The most recent example of this is the announced deal with Mexico – which his critics had claimed would never happen – and the potential deal with Canada, which has been spurred and shaped by Trump’s toughness.
President Trump’s success in international trade is happening because he understands every trade partner is self-interested and, if allowed, will take actions to benefit their own population and economy. Since the United States is the largest market in the world this gives us enormous leverage in negotiating trade deals.
While the tough negotiating approach has been working, there is a key piece missing. For Trump’s trade revolution to work, there must be a revolution in trade enforcement. It doesn’t matter how fair and equitable new trade agreements are written if other countries are happy to sign them and then cheat.
So, as a part of his revolution in trade, President Trump must build a new, dramatically more effective enforcement system that constantly monitors all trade agreements and quickly acts when parties bend, break, or ignore the rules.
The current multinational, globalist system simply moves too slow to be effective. Countries that disregard the rules have years to make money and dominate markets by cheating the system before they face any consequences. Meanwhile, for those countries who are keeping their words, justice delayed is justice denied. The current, slow system only benefits the cheaters.
An important example of something this revolutionized trade enforcement system should monitor and check are unfair state subsidies.

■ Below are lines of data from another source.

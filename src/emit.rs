//! Macro surface emitter.
//!
//! Renders a [`ResolvedConfig`] into the preprocessor header consumed by
//! the MySensors build. This is the compiler's contract with the node
//! sketch: symbol names and value domains exactly as the radio library
//! expects them, emitted in a fixed order so regenerated headers diff
//! cleanly.
//!
//! The include-order guard is kept from the hand-written headers this
//! replaces: defining `MY_RF24_BASE_RADIO_ID` after `MySensors.h` has been
//! included silently configures the wrong PAN, so the header refuses to be
//! second.

use core::fmt::Write;

use crate::config::{PowerSource, SensorMode};
use crate::resolver::ResolvedConfig;

/// Render the node configuration header.
///
/// Output is deterministic for a given config; `node_name` only appears in
/// the banner comment.
pub fn render_header(resolved: &ResolvedConfig, node_name: Option<&str>) -> String {
    let mut out = String::with_capacity(1024);
    let radio = &resolved.radio;
    let features = &resolved.features;

    // Infallible: fmt::Write on String cannot fail.
    let _ = writeln!(out, "// Generated by panforge — do not edit.");
    if let Some(name) = node_name {
        let _ = writeln!(out, "// Node: {name}");
    }
    let _ = writeln!(out);
    let _ = writeln!(
        out,
        "#define SKETCH_VERSION \"{}\"",
        features.sketch_version
    );
    let _ = writeln!(out);

    // ── Radio transport (must precede MySensors.h) ───────────
    let _ = writeln!(out, "#ifdef MY_RF24_BASE_RADIO_ID");
    let _ = writeln!(
        out,
        "#error Node configuration header must be included before MySensors.h"
    );
    let _ = writeln!(out, "#endif");
    let _ = writeln!(out, "#define MY_RADIO_RF24");
    let addr = radio.base_address;
    let _ = writeln!(
        out,
        "#define MY_RF24_BASE_RADIO_ID {:#04x},{:#04x},{:#04x},{:#04x},{:#04x}",
        addr[0], addr[1], addr[2], addr[3], addr[4]
    );
    let _ = writeln!(out, "#define MY_RF24_CHANNEL {}", radio.channel);
    let _ = writeln!(
        out,
        "#define MY_RF24_DATARATE {}",
        radio.data_rate.macro_token()
    );
    let _ = writeln!(
        out,
        "#define MY_RF24_PA_LEVEL {}",
        radio.power_level.macro_token()
    );
    if let Some(irq) = radio.irq_pin {
        let _ = writeln!(out, "#define MY_RF24_IRQ_PIN ({irq})");
    }
    let _ = writeln!(out, "#define MY_BAUD_RATE {}", features.baud_rate);

    // ── Transport options ────────────────────────────────────
    if features.repeater {
        let _ = writeln!(out, "#define MY_REPEATER_FEATURE");
    }
    if let Some(id) = features.node_id {
        let _ = writeln!(out, "#define MY_NODE_ID {id}");
    }

    // ── Node features ────────────────────────────────────────
    let _ = writeln!(out);
    match features.sensor_mode {
        SensorMode::Pir => {
            let _ = writeln!(out, "#define PIR");
        }
        SensorMode::WireTrip => {}
    }
    if features.status_toggle {
        let _ = writeln!(out, "#define STATUS_TOGGLE");
    }
    if features.power_source == PowerSource::Ac {
        let _ = writeln!(out, "#define AC_POWERED");
    }
    let _ = writeln!(out, "#define SENSOR_PIN {}", resolved.sensor_pin);
    let _ = writeln!(out, "#define CHILD_1 {}", resolved.sensor_child);
    if let (Some(pin), Some(child)) = (resolved.relay_pin, resolved.relay_child) {
        let _ = writeln!(out, "#define WITH_SWITCH");
        let _ = writeln!(out, "#define RELAY_PIN {pin}");
        let _ = writeln!(out, "#define CHILD_2 {child}");
    }

    // ── Debug output ─────────────────────────────────────────
    if features.debug.library || features.debug.radio_verbose || features.debug.special {
        let _ = writeln!(out);
    }
    if features.debug.library {
        let _ = writeln!(out, "#define MY_DEBUG");
    }
    if features.debug.radio_verbose {
        let _ = writeln!(out, "#define MY_DEBUG_VERBOSE_RF24");
    }
    if features.debug.special {
        let _ = writeln!(out, "#define MY_SPECIAL_DEBUG");
    }

    out
}

#[cfg(test)]
mod tests {
    use super::*;
    use crate::config::{NodeFeatureSet, PowerSource, RadioProfile, SensorMode};
    use crate::resolver::resolve;

    fn render_default() -> String {
        let resolved = resolve(&RadioProfile::default(), &NodeFeatureSet::default()).unwrap();
        render_header(&resolved, Some("test-node"))
    }

    #[test]
    fn header_carries_the_pan_profile() {
        let header = render_default();
        assert!(header.contains("#define MY_RADIO_RF24\n"));
        assert!(header.contains("#define MY_RF24_BASE_RADIO_ID 0x00,0x71,0x0f,0xfe,0xca\n"));
        assert!(header.contains("#define MY_RF24_CHANNEL 112\n"));
        assert!(header.contains("#define MY_RF24_DATARATE RF24_250KBPS\n"));
        assert!(header.contains("#define MY_RF24_PA_LEVEL RF24_PA_MAX\n"));
        assert!(header.contains("#define MY_RF24_IRQ_PIN (2)\n"));
        assert!(header.contains("#define MY_BAUD_RATE 57600\n"));
    }

    #[test]
    fn include_order_guard_precedes_the_base_id() {
        let header = render_default();
        let guard = header.find("#ifdef MY_RF24_BASE_RADIO_ID").unwrap();
        let define = header.find("#define MY_RF24_BASE_RADIO_ID").unwrap();
        assert!(guard < define);
        assert!(header.contains("#error"));
    }

    #[test]
    fn battery_wiretrip_node_has_no_feature_toggles() {
        let header = render_default();
        assert!(!header.contains("#define PIR"));
        assert!(!header.contains("#define AC_POWERED"));
        assert!(!header.contains("#define WITH_SWITCH"));
        assert!(!header.contains("#define STATUS_TOGGLE"));
        assert!(!header.contains("MY_DEBUG"));
    }

    #[test]
    fn relay_node_emits_switch_block() {
        let features = NodeFeatureSet {
            has_relay: true,
            power_source: PowerSource::Ac,
            ..NodeFeatureSet::default()
        };
        let resolved = resolve(&RadioProfile::default(), &features).unwrap();
        let header = render_header(&resolved, None);
        assert!(header.contains("#define AC_POWERED\n"));
        assert!(header.contains("#define WITH_SWITCH\n"));
        assert!(header.contains("#define RELAY_PIN 17\n"));
        assert!(header.contains("#define CHILD_2 2\n"));
    }

    #[test]
    fn pir_node_emits_pir_define() {
        let features = NodeFeatureSet {
            sensor_mode: SensorMode::Pir,
            ..NodeFeatureSet::default()
        };
        let resolved = resolve(&RadioProfile::default(), &features).unwrap();
        assert!(render_header(&resolved, None).contains("#define PIR\n"));
    }

    #[test]
    fn pinned_node_id_and_repeater_are_emitted() {
        let features = NodeFeatureSet {
            repeater: true,
            node_id: Some(4),
            power_source: PowerSource::Ac,
            ..NodeFeatureSet::default()
        };
        let resolved = resolve(&RadioProfile::default(), &features).unwrap();
        let header = render_header(&resolved, None);
        assert!(header.contains("#define MY_REPEATER_FEATURE\n"));
        assert!(header.contains("#define MY_NODE_ID 4\n"));
    }

    #[test]
    fn no_irq_pin_means_no_irq_define() {
        let profile = RadioProfile {
            irq_pin: None,
            ..RadioProfile::default()
        };
        let resolved = resolve(&profile, &NodeFeatureSet::default()).unwrap();
        assert!(!render_header(&resolved, None).contains("MY_RF24_IRQ_PIN"));
    }

    #[test]
    fn output_is_deterministic() {
        assert_eq!(render_default(), render_default());
    }
}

State subsidies are devious because they unfairly eliminate financial pressure on foreign competition, which in turn allows the companies in subsidizing countries to lower prices, expand distribution, or upgrade products without concern on how to pay for it – or whether the market even wants it.

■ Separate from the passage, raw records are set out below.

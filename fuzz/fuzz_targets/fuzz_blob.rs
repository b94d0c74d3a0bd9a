//! Fuzz target: provisioning blob decoder
//!
//! `ResolvedConfig::from_bytes` must never panic on arbitrary bytes, any
//! blob it accepts must satisfy the policy-independent resolver rules, and
//! an accepted blob must re-encode without loss.
//!
//! cargo fuzz run fuzz_blob

#![no_main]

use libfuzzer_sys::fuzz_target;
use panforge::resolver::{PanPolicy, ResolvedConfig, resolve_with_policy};

fuzz_target!(|data: &[u8]| {
    if let Ok(config) = ResolvedConfig::from_bytes(data) {
        // Anything the decoder hands out must pass resolution again
        // (coexistence off: the PAN policy is not part of the blob).
        let policy = PanPolicy {
            wifi_coexistence: false,
        };
        assert!(
            resolve_with_policy(&config.radio, &config.features, policy).is_ok(),
            "decoded blob violates resolver invariants"
        );

        let bytes = config
            .to_bytes()
            .expect("re-encoding a decoded blob must succeed");
        let again = ResolvedConfig::from_bytes(&bytes).expect("re-encoded blob must decode");
        assert_eq!(again, config);
    }
});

One example of this system of cheating through state subsidies is the more than $50 billion in state subsidies that have gone to airlines in Qatar and the United Arab Emirates (UAE) since 2004. With state subsidies, these airlines have been able to ignore market considerations and dump excess capacity all over the world in order to push out competition and gain market share – destroying market-based U.S. aviation jobs in the process.

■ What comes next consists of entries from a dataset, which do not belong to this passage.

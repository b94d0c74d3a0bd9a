//! Pin assignments for the ATmega328-based sensor-node board.
//!
//! Single source of truth — the resolver and the header emitter reference
//! this module rather than hard-coding pin numbers. Change a pin here and
//! it propagates to every generated node image.
//!
//! Numbering follows the Arduino digital pin map for the ATmega328
//! (D0–D19, where D14–D19 double as A0–A5).

// ---------------------------------------------------------------------------
// Radio (nRF24L01+ on the SPI bus)
// ---------------------------------------------------------------------------

/// Radio IRQ line — must sit on INT0 so the MCU can wake from sleep on
/// incoming traffic. D2 on every board revision.
pub const RADIO_IRQ_PIN: u8 = 2;

// ---------------------------------------------------------------------------
// Sensor input
// ---------------------------------------------------------------------------

/// PIR output or wire-trip loop input. D3 (INT1) so battery nodes can use
/// a pin-change wake instead of polling.
pub const SENSOR_INPUT_PIN: u8 = 3;

// ---------------------------------------------------------------------------
// Relay driver (alarm siren, strobe, etc.)
// ---------------------------------------------------------------------------

/// Relay driver output. D17, aka A3 / PC3 / ADC3 — chip pin 26 on the DIP
/// package. Keeps the low digital pins free for the radio and sensor.
pub const RELAY_PIN: u8 = 17;

// ---------------------------------------------------------------------------
// Usable pin range
// ---------------------------------------------------------------------------

/// Lowest assignable digital pin. D0/D1 are the UART and stay reserved for
/// serial debug output.
pub const MIN_DIGITAL_PIN: u8 = 2;
/// Highest assignable digital pin (A5 on the analog header).
pub const MAX_DIGITAL_PIN: u8 = 19;

/// Whether `pin` is assignable on this board.
pub const fn is_assignable(pin: u8) -> bool {
    pin >= MIN_DIGITAL_PIN && pin <= MAX_DIGITAL_PIN
}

Earlier this year, President Trump’s administration signed historic agreements with Qatar and the UAE to create transparency and accountability frameworks to expose the full levels of state subsidies flowing to these airlines. This leadership by President Trump has led to statements and understandings by the European Union and Japan to address state subsidies in aviation.
However, the U.S. seriousness about these state subsidies is being tested. Prior to commitments to the Trump administration, the Qatari government-backed Qatar Airways cleverly invested in Meridiana, a small privately owned airline that formerly operated out of Sardinia. Before Qatar intervened, Meridiana had lost more than $50 million in both 2015 and 2016, had reduced the number of flights to just 54 per day, and had only 15 aircraft with no new orders in sight.
Enter Qatar Airways. While the investment from Qatar Airways is capped at 49 percent, it is the Qatar CEO who has made the announcements about Meridiana’s future. A future that rebrands the airline as Air Italy, relocates the airline from Sardinia’s small market to the financial and industrial center of Italy in Milan, expands the fleet with more than 50 new planes from Qatar’s existing fleet and order books, and expands service by nearly 350 percent.
Certain facts about this are incontrovertible. First, Qatar Airways, in both action and word, is in full control of Meridiana/Air Italy. Second, Qatar Airways will report losses over the last two year in excess of $1 billion, so the investment in Meridiana/Air Italy is unquestionably a state subsidy from the Qatari government. Third, Qatar Airways’ expansion of Meridiana/Air Italy flights to the U.S. is directly counter to the assurances provided by the Qatari government to the Trump administration at the beginning of the year. This final point is what the Trump administration must address.
Once again, President Trump’s intuition has proven right. Despite assurances of fairness, our international trading partners are seeking to gain an unfair advantage. This is why Trump’s trade revolution also needs a revolution in trade enforcement.